▶ **Exercise instructions**: Keep each line of the material that includes "uploads", and leave out the rest.

BEGIN

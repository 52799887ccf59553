use crate::models::{
    GenerateResponse, GenerationRequest, MediaKind, TextGenerateRequest, UploadedFile,
};
use crate::services::pipeline::PipelineError;
use crate::startup::AppState;
use axum::extract::{Multipart, State};
use axum::Json;
use service_core::error::AppError;
use validator::Validate;

pub async fn generate_text(
    State(state): State<AppState>,
    Json(payload): Json<TextGenerateRequest>,
) -> Result<Json<GenerateResponse>, AppError> {
    payload.validate()?;
    if payload.prompt.trim().is_empty() {
        return Err(AppError::BadRequest(anyhow::anyhow!(
            "Prompt cannot be empty"
        )));
    }

    let result = state
        .pipeline
        .handle(GenerationRequest::Text {
            prompt: payload.prompt,
        })
        .await?;

    Ok(Json(GenerateResponse {
        output: result.text,
    }))
}

pub async fn generate_from_image(
    State(state): State<AppState>,
    multipart: Multipart,
) -> Result<Json<GenerateResponse>, AppError> {
    let (file, prompt) = receive_upload(&state, multipart, MediaKind::Image).await?;

    let result = state
        .pipeline
        .handle(GenerationRequest::Image { prompt, file })
        .await?;

    Ok(Json(GenerateResponse {
        output: result.text,
    }))
}

pub async fn generate_from_documents(
    State(state): State<AppState>,
    multipart: Multipart,
) -> Result<Json<GenerateResponse>, AppError> {
    let (file, prompt) = receive_upload(&state, multipart, MediaKind::Document).await?;

    let result = state
        .pipeline
        .handle(GenerationRequest::Document { prompt, file })
        .await?;

    Ok(Json(GenerateResponse {
        output: result.text,
    }))
}

pub async fn generate_from_audio(
    State(state): State<AppState>,
    multipart: Multipart,
) -> Result<Json<GenerateResponse>, AppError> {
    let (file, prompt) = receive_upload(&state, multipart, MediaKind::Audio).await?;

    let result = state
        .pipeline
        .handle(GenerationRequest::Audio { prompt, file })
        .await?;

    Ok(Json(GenerateResponse {
        output: result.text,
    }))
}

/// Collect the expected file field and optional prompt from a multipart
/// form, then persist the upload to transient storage. Nothing is written
/// until the whole form has been read.
async fn receive_upload(
    state: &AppState,
    mut multipart: Multipart,
    kind: MediaKind,
) -> Result<(UploadedFile, Option<String>), AppError> {
    let mut prompt = None;
    let mut upload: Option<(String, Option<String>, Vec<u8>)> = None;

    while let Some(field) = multipart.next_field().await.map_err(|e| {
        AppError::BadRequest(anyhow::anyhow!("Failed to read multipart field: {}", e))
    })? {
        match field.name() {
            Some(name) if name == kind.field_name() => {
                let original_name = field.file_name().unwrap_or("unnamed").to_string();
                let declared_media_type = field.content_type().map(str::to_string);

                let data = field
                    .bytes()
                    .await
                    .map_err(|e| {
                        AppError::BadRequest(anyhow::anyhow!("Failed to read file bytes: {}", e))
                    })?
                    .to_vec();

                if data.len() > state.config.uploads.max_bytes {
                    return Err(AppError::BadRequest(anyhow::anyhow!(
                        "File too large (max {} bytes)",
                        state.config.uploads.max_bytes
                    )));
                }

                upload = Some((original_name, declared_media_type, data));
            }
            Some("prompt") => {
                let text = field.text().await.map_err(|e| {
                    AppError::BadRequest(anyhow::anyhow!("Failed to read prompt field: {}", e))
                })?;
                // A blank prompt counts as absent; the kind's default
                // instruction applies.
                if !text.trim().is_empty() {
                    prompt = Some(text);
                }
            }
            _ => {}
        }
    }

    let (original_name, declared_media_type, data) =
        upload.ok_or(PipelineError::UploadMissing(kind.field_name()))?;

    let key = state.store.write(data).await.map_err(|e| {
        tracing::error!(error = %e, "Failed to persist upload");
        PipelineError::Storage(e)
    })?;

    tracing::debug!(
        key = %key,
        filename = %original_name,
        "Upload persisted to transient storage"
    );

    Ok((
        UploadedFile {
            key,
            original_name,
            declared_media_type,
        },
        prompt,
    ))
}
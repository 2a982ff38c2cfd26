//! The lookup contract shared by the storage backends.
//!
//! Scoring walks from the most recent word towards older context, one order
//! at a time, carrying a backend-specific `Node` between steps: a running
//! hash for the probing tables, a child range for the trie. Every lookup also
//! reports whether older context can still matter (`independent_left`) and a
//! pointer that [`Search::unpack`] turns back into the same n-gram later.

use std::fmt::Debug;

use crate::binary_format::Parameters;
use crate::build::CompiledNgrams;
use crate::error::Result;
use crate::vocab::WordIndex;

/// Probing hash table backend.
pub mod hashed;

/// Bit-packed trie backend.
pub mod trie;

pub use hashed::{BackoffValue, HashedSearch, HashedValue, RestValue};
pub use trie::TrieSearch;

/// Stored weights of one n-gram.
///
/// `rest` equals `prob` unless the backend stores rest costs.
#[derive(Clone, Copy, Debug, Default, PartialEq)]
pub struct Weights {
	pub prob: f32,
	pub backoff: f32,
	pub rest: f32,
}

/// Result of a successful unigram or middle-order lookup.
#[derive(Clone, Copy, Debug, Default, PartialEq)]
pub struct Lookup {
	pub weights: Weights,
	/// No longer n-gram ends with this one, so older words cannot change the score.
	pub independent_left: bool,
	/// Handle for [`Search::unpack`].
	pub extend_left: u64,
}

/// A storage backend laid out in a model's data region.
pub trait Search: Clone + Debug + Send + Sync {
	type Node: Copy + Debug + Default;

	/// Whether rest costs are stored separately from probabilities.
	const HAS_REST: bool;

	fn size(params: &Parameters) -> usize;

	/// Describes a backend whose data starts at byte `offset`.
	fn new(offset: usize, params: &Parameters) -> Self;

	fn order(&self) -> usize;

	/// Writes every n-gram into freshly zeroed memory.
	///
	/// # Errors
	/// Returns an error if a table overflows or the n-grams are inconsistent.
	fn populate(&mut self, mem: &mut [u8], ngrams: &CompiledNgrams) -> Result<()>;

	/// Checks a loaded data region.
	///
	/// # Errors
	/// Returns a binary-format error if the region is inconsistent.
	fn check_loaded(&self, _mem: &[u8]) -> Result<()> {
		Ok(())
	}

	/// Looks up `word` as a unigram and starts a walk at it.
	fn lookup_unigram(&self, mem: &[u8], word: WordIndex, node: &mut Self::Node) -> Lookup;

	/// Extends the walk one word to the left, into order `order_minus_2 + 2`.
	fn lookup_middle(&self, mem: &[u8], order_minus_2: usize, word: WordIndex, node: &mut Self::Node) -> Option<Lookup>;

	/// Probability of the highest-order n-gram extending the walk by `word`.
	fn lookup_longest(&self, mem: &[u8], word: WordIndex, node: &Self::Node) -> Option<f32>;

	/// Weights of the n-gram of `extend_length` words behind `extend_pointer`,
	/// leaving `node` positioned on it.
	fn unpack(&self, mem: &[u8], extend_pointer: u64, extend_length: u8, node: &mut Self::Node) -> Weights;

	/// Positions `node` on the n-gram `words` (most recent first) without
	/// collecting weights. Returns false if it is not stored.
	fn fast_make_node(&self, mem: &[u8], words: &[WordIndex], node: &mut Self::Node) -> bool;
}
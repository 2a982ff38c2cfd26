//! Loaded language models and the ways to query them.
//!
//! This module provides:
//! - The query interface shared by every model (`LanguageModel`)
//! - The right-context state threaded between queries (`State`)
//! - One model type per storage backend (`GenericModel` and its aliases)
//! - A run-time choice among them (`Model`)
//! - Scoring of phrases whose left context comes later (`RuleScore`)

/// Query interface and sentence-level helpers.
pub mod language_model;

/// Right context carried between scoring calls, and the result of one call.
pub mod state;

/// A model over one search backend and one vocabulary.
///
/// Owns the memory region, lays out the vocabulary and search inside it,
/// and implements scoring on top of the backend lookups.
pub mod ngram_model;

/// Left-state scoring for chart decoders.
pub mod left;

/// Run-time selection of the model type, building and loading entry points.
pub mod any_model;

pub use any_model::{
	ArrayTrieModel, Model, ProbingModel, QuantArrayTrieModel, QuantTrieModel, RestProbingModel, TrieModel,
};
pub use language_model::{LanguageModel, WordScore};
pub use left::{ChartState, Left, RuleScore};
pub use ngram_model::GenericModel;
pub use state::{FullScoreReturn, State, MAX_ORDER};
//! N-grams stored in one probing hash table per order.
//!
//! Unigrams live in a plain array indexed by word. Every higher order is a
//! table keyed by the hash of the n-gram read right to left: the unigram
//! "hash" is the word itself and each older word is folded in with
//! [`combine_word_hash`]. A lookup walk therefore carries the running hash
//! as its node.
//!
//! The sign bit of a stored probability is set when no longer n-gram ends
//! with this one. Probabilities are never positive, so readers restore the
//! sign after testing it.

use std::fmt::Debug;
use std::marker::PhantomData;

use byteorder::{ByteOrder, LittleEndian};

use crate::binary_format::Parameters;
use crate::build::{CompiledNgram, CompiledNgrams};
use crate::error::Result;
use crate::search::{Lookup, Search, Weights};
use crate::util::bit_packing::{sign_bit_set, with_sign_bit, without_sign_bit};
use crate::util::probing_hash_table::{ProbingEntry, ProbingHashTable};
use crate::vocab::WordIndex;

/// Folds one more word of left context into an n-gram hash.
#[inline]
pub fn combine_word_hash(current: u64, next: WordIndex) -> u64 {
	current.wrapping_mul(8978948897894561157) ^ (u64::from(next) + 1).wrapping_mul(17894857484156487943)
}

/// Hash key of an n-gram given in natural order (oldest word first).
pub fn ngram_key(words: &[WordIndex]) -> u64 {
	let mut reversed = words.iter().rev();
	let first = reversed.next().map_or(0, |&w| u64::from(w));
	reversed.fold(first, |hash, &word| combine_word_hash(hash, word))
}

/// Weights stored per unigram and middle n-gram.
pub trait HashedValue: Clone + Copy + Debug + Send + Sync + 'static {
	const SIZE: usize;
	const HAS_REST: bool;

	fn read(bytes: &[u8]) -> Weights;
	fn write(bytes: &mut [u8], weights: &Weights);
}

/// Probability and backoff.
#[derive(Clone, Copy, Debug, Default)]
pub struct BackoffValue;

impl HashedValue for BackoffValue {
	const SIZE: usize = 8;
	const HAS_REST: bool = false;

	#[inline]
	fn read(bytes: &[u8]) -> Weights {
		let prob = LittleEndian::read_f32(&bytes[..4]);
		Weights { prob, backoff: LittleEndian::read_f32(&bytes[4..8]), rest: prob }
	}

	fn write(bytes: &mut [u8], weights: &Weights) {
		LittleEndian::write_f32(&mut bytes[..4], weights.prob);
		LittleEndian::write_f32(&mut bytes[4..8], weights.backoff);
	}
}

/// Probability, backoff and rest cost.
#[derive(Clone, Copy, Debug, Default)]
pub struct RestValue;

impl HashedValue for RestValue {
	const SIZE: usize = 12;
	const HAS_REST: bool = true;

	#[inline]
	fn read(bytes: &[u8]) -> Weights {
		Weights {
			prob: LittleEndian::read_f32(&bytes[..4]),
			backoff: LittleEndian::read_f32(&bytes[4..8]),
			rest: LittleEndian::read_f32(&bytes[8..12]),
		}
	}

	fn write(bytes: &mut [u8], weights: &Weights) {
		LittleEndian::write_f32(&mut bytes[..4], weights.prob);
		LittleEndian::write_f32(&mut bytes[4..8], weights.backoff);
		LittleEndian::write_f32(&mut bytes[8..12], weights.rest);
	}
}

#[derive(Clone, Copy, Debug)]
struct MiddleEntry<V> {
	key: u64,
	weights: Weights,
	_value: PhantomData<V>,
}

impl<V: HashedValue> ProbingEntry for MiddleEntry<V> {
	const SIZE: usize = 8 + V::SIZE;

	fn key(&self) -> u64 {
		self.key
	}

	fn read(bytes: &[u8]) -> Self {
		MiddleEntry { key: LittleEndian::read_u64(&bytes[..8]), weights: V::read(&bytes[8..]), _value: PhantomData }
	}

	fn write(&self, bytes: &mut [u8]) {
		LittleEndian::write_u64(&mut bytes[..8], self.key);
		V::write(&mut bytes[8..], &self.weights);
	}
}

#[derive(Clone, Copy, Debug)]
struct LongestEntry {
	key: u64,
	prob: f32,
}

impl ProbingEntry for LongestEntry {
	const SIZE: usize = 12;

	fn key(&self) -> u64 {
		self.key
	}

	fn read(bytes: &[u8]) -> Self {
		LongestEntry { key: LittleEndian::read_u64(&bytes[..8]), prob: LittleEndian::read_f32(&bytes[8..12]) }
	}

	fn write(&self, bytes: &mut [u8]) {
		LittleEndian::write_u64(&mut bytes[..8], self.key);
		LittleEndian::write_f32(&mut bytes[8..12], self.prob);
	}
}

/// Moves the "extends left" flag into the probability's sign bit.
fn flagged(ngram: &CompiledNgram) -> Weights {
	let prob = if ngram.extends_left { without_sign_bit(ngram.prob) } else { with_sign_bit(ngram.prob) };
	Weights { prob, backoff: ngram.backoff, rest: ngram.rest }
}

/// Splits a stored probability into its flag and its value.
#[inline]
fn unflagged(mut weights: Weights) -> (Weights, bool) {
	let independent_left = sign_bit_set(weights.prob);
	weights.prob = with_sign_bit(weights.prob);
	(weights, independent_left)
}

/// Probing hash table backend, with or without rest costs.
#[derive(Clone, Debug)]
pub struct HashedSearch<V> {
	order: usize,
	unigrams: usize,
	unigram_count: u64,
	middle: Vec<ProbingHashTable<MiddleEntry<V>>>,
	longest: ProbingHashTable<LongestEntry>,
}

impl<V: HashedValue> HashedSearch<V> {
	#[inline]
	fn unigram_bytes<'a>(&self, mem: &'a [u8], word: WordIndex) -> &'a [u8] {
		let at = self.unigrams + word as usize * V::SIZE;
		&mem[at..at + V::SIZE]
	}
}

impl<V: HashedValue> Search for HashedSearch<V> {
	type Node = u64;

	const HAS_REST: bool = V::HAS_REST;

	fn size(params: &Parameters) -> usize {
		let order = params.order();
		let multiplier = params.probing_multiplier;
		let middle: usize = params.counts[1..order - 1]
			.iter()
			.map(|&count| ProbingHashTable::<MiddleEntry<V>>::size(count, multiplier))
			.sum();
		params.counts[0] as usize * V::SIZE + middle + ProbingHashTable::<LongestEntry>::size(params.counts[order - 1], multiplier)
	}

	fn new(offset: usize, params: &Parameters) -> Self {
		let order = params.order();
		let multiplier = params.probing_multiplier;
		let mut cursor = offset + params.counts[0] as usize * V::SIZE;
		let middle = params.counts[1..order - 1]
			.iter()
			.map(|&count| {
				let table = ProbingHashTable::new(cursor, count, multiplier);
				cursor = table.end();
				table
			})
			.collect();
		Self {
			order,
			unigrams: offset,
			unigram_count: params.counts[0],
			middle,
			longest: ProbingHashTable::new(cursor, params.counts[order - 1], multiplier),
		}
	}

	fn order(&self) -> usize {
		self.order
	}

	fn populate(&mut self, mem: &mut [u8], ngrams: &CompiledNgrams) -> Result<()> {
		debug_assert_eq!(ngrams.orders[0].len() as u64, self.unigram_count);
		for ngram in &ngrams.orders[0] {
			let at = self.unigrams + ngram.words[0] as usize * V::SIZE;
			V::write(&mut mem[at..at + V::SIZE], &flagged(ngram));
		}
		for (table, order) in self.middle.iter_mut().zip(&ngrams.orders[1..self.order - 1]) {
			for ngram in order {
				table.insert(mem, MiddleEntry { key: ngram_key(&ngram.words), weights: flagged(ngram), _value: PhantomData })?;
			}
		}
		for ngram in &ngrams.orders[self.order - 1] {
			self.longest.insert(mem, LongestEntry { key: ngram_key(&ngram.words), prob: ngram.prob })?;
		}
		Ok(())
	}

	#[inline]
	fn lookup_unigram(&self, mem: &[u8], word: WordIndex, node: &mut u64) -> Lookup {
		*node = u64::from(word);
		let (weights, independent_left) = unflagged(V::read(self.unigram_bytes(mem, word)));
		Lookup { weights, independent_left, extend_left: u64::from(word) }
	}

	#[inline]
	fn lookup_middle(&self, mem: &[u8], order_minus_2: usize, word: WordIndex, node: &mut u64) -> Option<Lookup> {
		*node = combine_word_hash(*node, word);
		let entry = self.middle[order_minus_2].find(mem, *node)?;
		let (weights, independent_left) = unflagged(entry.weights);
		Some(Lookup { weights, independent_left, extend_left: *node })
	}

	#[inline]
	fn lookup_longest(&self, mem: &[u8], word: WordIndex, node: &u64) -> Option<f32> {
		self.longest.find(mem, combine_word_hash(*node, word)).map(|entry| entry.prob)
	}

	fn unpack(&self, mem: &[u8], extend_pointer: u64, extend_length: u8, node: &mut u64) -> Weights {
		*node = extend_pointer;
		let stored = if extend_length == 1 {
			V::read(self.unigram_bytes(mem, extend_pointer as WordIndex))
		} else {
			self.middle[usize::from(extend_length) - 2].must_find(mem, extend_pointer).weights
		};
		unflagged(stored).0
	}

	#[inline]
	fn fast_make_node(&self, _mem: &[u8], words: &[WordIndex], node: &mut u64) -> bool {
		let Some((&first, rest)) = words.split_first() else {
			return false;
		};
		*node = rest.iter().fold(u64::from(first), |hash, &word| combine_word_hash(hash, word));
		true
	}
}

END

▶ **Response**:
                if data.len() > state.config.uploads.max_bytes {
                        state.config.uploads.max_bytes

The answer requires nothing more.